= Adam Benzine =

British filmmaker and journalist

Adam Benzine is a British filmmaker and journalist. He is known for his HBO documentary Claude Lanzmann: Spectres of the Shoah, which examined the life and work of French director Claude Lanzmann. The film received critical appraisal and widespread acclaim including an Oscar nomination in the Best Documentary (Short Subject) category at the 88th Academy Awards, and nominations from the Grierson Awards, the Canadian Screen Awards, the IDA Documentary Awards, the Banff Rockie Awards and the Cinema Eye Honors.The documentary took four years to complete. Benzine's interview with Lanzmann was Lanzmann's first since 1985, the year Shoah was finished.

Benzine currently serves as the Canadian bureau chief for British news publisher C21 Media, before which he served as associate editor for Canadian non-fiction news publisher Realscreen. Prior to his career in film, he studied BSc Multimedia Technology & Design at Brunel University London and MA Magazine Journalism at City University London before working as Online Editor for British weekly trade newspaper Music Week.

An Op-ed Benzine published in the National Post, in September 2019, compared the Toronto International Film Festival (TIFF) with the Venice Film Festival.

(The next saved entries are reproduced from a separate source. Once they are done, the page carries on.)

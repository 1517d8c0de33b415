pub mod audio;
pub mod cli;
pub mod config;
pub mod error;
pub mod logging;
pub mod models;
pub mod queue;

#[cfg(test)]
mod integration_tests;

pub use error::*;
pub use models::*;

Benzine quoted Kiva Reardon, at TIFF, who disputed Venice's festival's director, Alberta Barbera's claim that the reason he hadn't scheduled more films from female directors was that they just weren't making enough good films.

In 2020, he made the documentary The Curve, which is about America's response to the COVID-19 pandemic. The film was released on the internet a week before the 2020 United States presidential election.